[Directions]
The answer must be every line of the data that holds the word "AxisLabels".

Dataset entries

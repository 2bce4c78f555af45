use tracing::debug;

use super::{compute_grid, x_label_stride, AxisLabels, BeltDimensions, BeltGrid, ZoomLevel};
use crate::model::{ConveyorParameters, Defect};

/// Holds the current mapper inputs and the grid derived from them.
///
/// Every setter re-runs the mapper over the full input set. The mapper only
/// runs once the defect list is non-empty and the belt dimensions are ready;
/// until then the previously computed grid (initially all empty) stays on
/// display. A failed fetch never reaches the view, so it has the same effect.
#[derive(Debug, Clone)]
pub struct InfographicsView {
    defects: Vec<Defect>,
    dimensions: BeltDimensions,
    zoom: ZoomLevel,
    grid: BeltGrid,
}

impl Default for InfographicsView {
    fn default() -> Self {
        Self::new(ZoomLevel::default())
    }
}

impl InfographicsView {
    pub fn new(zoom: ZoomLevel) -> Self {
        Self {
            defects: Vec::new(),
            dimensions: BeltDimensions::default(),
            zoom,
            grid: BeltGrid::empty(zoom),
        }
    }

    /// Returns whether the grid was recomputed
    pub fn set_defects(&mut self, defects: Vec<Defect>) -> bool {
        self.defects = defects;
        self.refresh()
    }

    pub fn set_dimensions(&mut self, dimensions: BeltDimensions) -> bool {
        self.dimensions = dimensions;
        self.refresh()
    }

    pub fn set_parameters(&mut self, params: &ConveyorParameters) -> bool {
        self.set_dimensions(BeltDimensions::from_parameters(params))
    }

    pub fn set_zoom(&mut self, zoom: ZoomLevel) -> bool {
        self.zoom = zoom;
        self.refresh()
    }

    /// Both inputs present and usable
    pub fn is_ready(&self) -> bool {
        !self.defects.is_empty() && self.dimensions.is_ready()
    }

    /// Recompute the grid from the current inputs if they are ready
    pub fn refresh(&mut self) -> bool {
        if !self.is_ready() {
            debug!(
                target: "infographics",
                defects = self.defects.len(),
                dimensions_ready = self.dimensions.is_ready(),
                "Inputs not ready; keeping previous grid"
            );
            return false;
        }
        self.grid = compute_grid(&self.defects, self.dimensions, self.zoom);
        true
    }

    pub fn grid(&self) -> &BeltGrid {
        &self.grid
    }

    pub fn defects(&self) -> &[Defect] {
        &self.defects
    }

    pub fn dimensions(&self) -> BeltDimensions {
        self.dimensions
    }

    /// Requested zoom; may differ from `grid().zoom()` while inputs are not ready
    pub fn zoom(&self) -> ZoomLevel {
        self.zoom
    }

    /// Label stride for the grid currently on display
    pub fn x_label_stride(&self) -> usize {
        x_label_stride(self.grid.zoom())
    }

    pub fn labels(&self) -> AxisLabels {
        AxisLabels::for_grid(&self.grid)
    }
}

[Finished task]
use super::{compute_grid, x_label_stride, AxisLabels, BeltDimensions, BeltGrid, ZoomLevel};
    pub fn labels(&self) -> AxisLabels {
        AxisLabels::for_grid(&self.grid)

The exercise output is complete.